Каждый текст относится к какому-то жанру (а тот – к какому-то классу).

И наоборот: у каждого жанра есть хотя бы один текстовый представитель.

Рассмотрим некий условный художественный текст. Он относится к какому-то жанру – скажем, к жанру АВС. Текст может содержать указатель (определитель, флаг) своего жанра, а может и не содержать. Если содержит, то указываемый жанр не обязан быть АВС. Иными словами, возможна ситуация, описанная Козьмой Прутковым: на клетке слона – надпись "Буйвол". С подобной ситуацией мы будем сталкиваться постоянно.

Текст может содержать несколько указателей жанров, и эти жанры не обязаны совпадать ни друг с другом, ни с АВС.

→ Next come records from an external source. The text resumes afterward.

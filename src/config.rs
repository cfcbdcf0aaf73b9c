//! Scan configuration: thresholds, concurrency limits, and the regex
//! pattern bank. Loaded file -> env -> CLI, validated once at the end.

use crate::error::ConfigError;
use clap::Parser;
use serde::{Deserialize, Serialize};
use std::collections::HashMap;
use std::path::Path;

#[derive(Debug, Clone, Deserialize, Serialize)]
#[serde(default)]
pub struct DetectionConfig {
    pub heuristic_threshold: f64,
    pub regex_threshold: f64,
    pub ner_threshold: f64,
    pub reporting_threshold: f64,
    pub stop_pipeline_on_high_confidence: bool,
    pub entropy_enabled: bool,
}

impl Default for DetectionConfig {
    fn default() -> Self {
        Self {
            heuristic_threshold: 0.7,
            regex_threshold: 0.8,
            ner_threshold: 0.6,
            reporting_threshold: 0.5,
            stop_pipeline_on_high_confidence: true,
            entropy_enabled: false,
        }
    }
}

#[derive(Debug, Clone, Deserialize, Serialize)]
#[serde(default)]
pub struct QiConfig {
    pub confidence_threshold: f64,
    pub min_correlation_coefficient: f64,
    pub max_correlation_columns_to_analyze: usize,
    pub min_group_size: usize,
    pub max_group_size: usize,
    pub low_cardinality_threshold: f64,
    pub high_cardinality_threshold: f64,
}

impl Default for QiConfig {
    fn default() -> Self {
        Self {
            confidence_threshold: 0.65,
            min_correlation_coefficient: 0.7,
            max_correlation_columns_to_analyze: 100,
            min_group_size: 1,
            max_group_size: 5,
            low_cardinality_threshold: 0.05,
            high_cardinality_threshold: 0.8,
        }
    }
}

#[derive(Debug, Clone, Deserialize, Serialize)]
#[serde(default)]
pub struct SamplingConfig {
    pub default_size: usize,
    pub max_concurrent_db_queries: usize,
    pub entropy_calculation_enabled: bool,
    pub default_method: String,
}

impl Default for SamplingConfig {
    fn default() -> Self {
        Self {
            default_size: 1000,
            max_concurrent_db_queries: 5,
            entropy_calculation_enabled: false,
            default_method: "RANDOM".to_string(),
        }
    }
}

#[derive(Debug, Clone, Deserialize, Serialize)]
#[serde(default)]
pub struct CircuitBreakerConfig {
    pub failure_threshold: u32,
    pub reset_timeout_seconds: u64,
}

impl Default for CircuitBreakerConfig {
    fn default() -> Self {
        Self { failure_threshold: 5, reset_timeout_seconds: 30 }
    }
}

#[derive(Debug, Clone, Deserialize, Serialize)]
#[serde(default)]
pub struct NerConfig {
    pub url: String,
    pub timeout_seconds: u64,
    pub max_samples: usize,
    pub retry_attempts: u32,
    pub circuit_breaker: CircuitBreakerConfig,
}

impl Default for NerConfig {
    fn default() -> Self {
        Self {
            url: String::new(),
            timeout_seconds: 30,
            max_samples: 100,
            retry_attempts: 2,
            circuit_breaker: CircuitBreakerConfig::default(),
        }
    }
}

#[derive(Debug, Clone, Deserialize, Serialize)]
#[serde(default)]
pub struct LoggingConfig {
    pub level: String,
}

impl Default for LoggingConfig {
    fn default() -> Self {
        Self { level: "info,scanpii=debug".to_string() }
    }
}

/// One entry of the regex pattern bank: `(pattern, score, piiType)`.
#[derive(Debug, Clone, Deserialize, Serialize)]
pub struct PatternBankEntry {
    pub pattern: String,
    pub score: f64,
    pub pii_type: String,
}

#[derive(Debug, Clone, Deserialize, Serialize)]
#[serde(default)]
pub struct Config {
    pub detection: DetectionConfig,
    pub qi: QiConfig,
    pub sampling: SamplingConfig,
    pub ner: NerConfig,
    pub logging: LoggingConfig,
    pub pattern_bank: HashMap<String, PatternBankEntry>,
}

impl Default for Config {
    fn default() -> Self {
        Self {
            detection: DetectionConfig::default(),
            qi: QiConfig::default(),
            sampling: SamplingConfig::default(),
            ner: NerConfig::default(),
            logging: LoggingConfig::default(),
            pattern_bank: default_pattern_bank(),
        }
    }
}

/// The seven canonical pattern-bank entries required for testable behavior.
/// A config file may add more or override scores, but these always exist
/// unless explicitly removed.
pub fn default_pattern_bank() -> HashMap<String, PatternBankEntry> {
    let entries = [
        ("EMAIL_RFC5322", r"^[\w.+-]+@[\w-]+\.[a-zA-Z]{2,}$", 0.9, "EMAIL"),
        ("US_SSN", r"^\d{3}-\d{2}-\d{4}$", 0.95, "SSN"),
        ("US_PHONE", r"^\(?\d{3}\)?[-.\s]?\d{3}[-.\s]?\d{4}$", 0.75, "PHONE"),
        (
            "CREDIT_CARD",
            r"^(?:\d[ -]*?){13,19}$",
            0.85,
            "CREDIT_CARD",
        ),
        (
            "IP_ADDRESS",
            r"^(?:(?:25[0-5]|2[0-4]\d|1?\d?\d)\.){3}(?:25[0-5]|2[0-4]\d|1?\d?\d)$",
            0.7,
            "IP_ADDRESS",
        ),
        (
            "IBAN",
            r"^[A-Z]{2}\d{2}[A-Z0-9]{11,30}$",
            0.8,
            "IBAN",
        ),
        (
            "DATE_FORMAT",
            r"^\d{4}-\d{2}-\d{2}$",
            0.6,
            "DATE_OF_BIRTH",
        ),
    ];
    entries
        .into_iter()
        .map(|(name, pattern, score, pii_type)| {
            (
                name.to_string(),
                PatternBankEntry { pattern: pattern.to_string(), score, pii_type: pii_type.to_string() },
            )
        })
        .collect()
}

/// Command line overrides layered on top of file and environment config.
#[derive(Parser, Debug, Clone)]
#[command(name = "scanpii")]
#[command(version, about = "PII/QI database scanner")]
pub struct CommandLineArgs {
    /// Path to a TOML configuration file.
    #[arg(long, value_name = "PATH")]
    pub config: Option<String>,

    /// Override detection.reporting_threshold.
    #[arg(long, value_name = "FLOAT")]
    pub reporting_threshold: Option<f64>,

    /// Override sampling.max_concurrent_db_queries.
    #[arg(long, value_name = "N")]
    pub max_concurrent_db_queries: Option<usize>,

    /// Override ner.url.
    #[arg(long, value_name = "URL")]
    pub ner_url: Option<String>,

    /// Override logging.level.
    #[arg(long, value_name = "LEVEL")]
    pub log_level: Option<String>,
}

impl Config {
    /// Layering order (highest to lowest priority): CLI args, environment
    /// variables (`SCANPII_*`), TOML file, defaults.
    pub fn load(cli_args: &CommandLineArgs) -> Result<Self, ConfigError> {
        let mut config = if let Some(path) = &cli_args.config {
            Self::from_toml(path)?
        } else {
            Config::default()
        };

        config.apply_env_overrides();
        config.apply_cli_overrides(cli_args);
        config.validate()?;
        Ok(config)
    }

    fn from_toml(path: &str) -> Result<Self, ConfigError> {
        let content = std::fs::read_to_string(Path::new(path))
            .map_err(|e| ConfigError::ParseFailure(format!("reading {path}: {e}")))?;
        let mut config: Config =
            toml::from_str(&content).map_err(|e| ConfigError::ParseFailure(e.to_string()))?;
        if config.pattern_bank.is_empty() {
            config.pattern_bank = default_pattern_bank();
        }
        Ok(config)
    }

    fn apply_env_overrides(&mut self) {
        if let Ok(v) = std::env::var("SCANPII_REPORTING_THRESHOLD")
            && let Ok(v) = v.parse()
        {
            self.detection.reporting_threshold = v;
        }
        if let Ok(v) = std::env::var("SCANPII_MAX_CONCURRENT_DB_QUERIES")
            && let Ok(v) = v.parse()
        {
            self.sampling.max_concurrent_db_queries = v;
        }
        if let Ok(v) = std::env::var("SCANPII_NER_URL") {
            self.ner.url = v;
        }
        if let Ok(v) = std::env::var("SCANPII_LOG_LEVEL") {
            self.logging.level = v;
        }
    }

    fn apply_cli_overrides(&mut self, args: &CommandLineArgs) {
        if let Some(v) = args.reporting_threshold {
            self.detection.reporting_threshold = v;
        }
        if let Some(v) = args.max_concurrent_db_queries {
            self.sampling.max_concurrent_db_queries = v;
        }
        if let Some(v) = &args.ner_url {
            self.ner.url = v.clone();
        }
        if let Some(v) = &args.log_level {
            self.logging.level = v.clone();
        }
    }

    /// Validates thresholds lie in [0,1] and required values are present;
    /// fatal at scan start.
    fn validate(&self) -> Result<(), ConfigError> {
        let thresholds = [
            ("detection.heuristic_threshold", self.detection.heuristic_threshold),
            ("detection.regex_threshold", self.detection.regex_threshold),
            ("detection.ner_threshold", self.detection.ner_threshold),
            ("detection.reporting_threshold", self.detection.reporting_threshold),
            ("qi.confidence_threshold", self.qi.confidence_threshold),
            ("qi.min_correlation_coefficient", self.qi.min_correlation_coefficient),
            ("qi.low_cardinality_threshold", self.qi.low_cardinality_threshold),
            ("qi.high_cardinality_threshold", self.qi.high_cardinality_threshold),
        ];
        for (field, value) in thresholds {
            if !(0.0..=1.0).contains(&value) {
                return Err(ConfigError::ThresholdOutOfRange { field: field.to_string(), value });
            }
        }
        if self.sampling.max_concurrent_db_queries == 0 {
            return Err(ConfigError::MissingValue(
                "sampling.max_concurrent_db_queries must be > 0".to_string(),
            ));
        }
        Ok(())
    }
}

#[cfg(test)]
mod tests {
    use super::*;

    #[test]
    fn default_config_validates() {
        let config = Config::default();
        assert!(config.validate().is_ok());
    }

    #[test]
    fn out_of_range_threshold_is_rejected() {
        let mut config = Config::default();
        config.detection.reporting_threshold = 1.5;
        assert!(config.validate().is_err());
    }

    #[test]
    fn default_pattern_bank_contains_canonical_entries() {
        let bank = default_pattern_bank();
        for name in
            ["EMAIL_RFC5322", "US_SSN", "US_PHONE", "CREDIT_CARD", "IP_ADDRESS", "IBAN", "DATE_FORMAT"]
        {
            assert!(bank.contains_key(name), "missing canonical entry {name}");
        }
    }
}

(Отметим, что в этой статье, говоря "жанр", "указатель жанра" и т.д., мы имеем в виду жанр всего текста, а не какой-то его части. И если написано в "Москве – Петушках": "Черт знает, в каком жанре я доеду до Петушков... От самой Москвы все были философские эссе и мемуары, все были стихотворения в прозе, как у Ивана Тургенева... Теперь начинается детективная повесть..." – то это, скорее всего, не наш случай; исключения будут оговариваться.)

Флаг (определитель, указатель) жанра может находиться:

а) в названии текста: " Записки сумасшедшего", " Рассказ о семи повешенных";

б) в основном тексте: "А впрочем, теперь, доведя мои записки именно до этого пункта... ("Подросток"), "Это могло бы составить тему нового рассказа – но теперешний рассказ наш окончен" ("Преступление и наказание");

в) после названия текста (и перед основным текстом):

 

Добрый человек из Сезуана

Пьеса-гипербола

Преступление и наказание

Роман в шести частях с эпилогом

 

В этом – и только в этом – случае указатель может принадлежать не писателю, а внешней инстанции: издателю .

Уже сам факт наличия в художественном тексте указателей его жанра (неважно, истинных или ложных) нуждается в осмыслении. Ведь, казалось бы, как должно быть?

Писатель, охваченный творческим порывом, творит, "не отличая пораженья от победы". В частности, он не очень хорошо представляет, в каком жанре он творит. Уже потом, когда его труд станет всеобщим достоянием, различные инстанции – издатель, критик, читатель наконец – вынесут свои вердикты: относится к такому-то жанру. Но эти вердикты будут, естественно, находиться вне текста, к которому относятся.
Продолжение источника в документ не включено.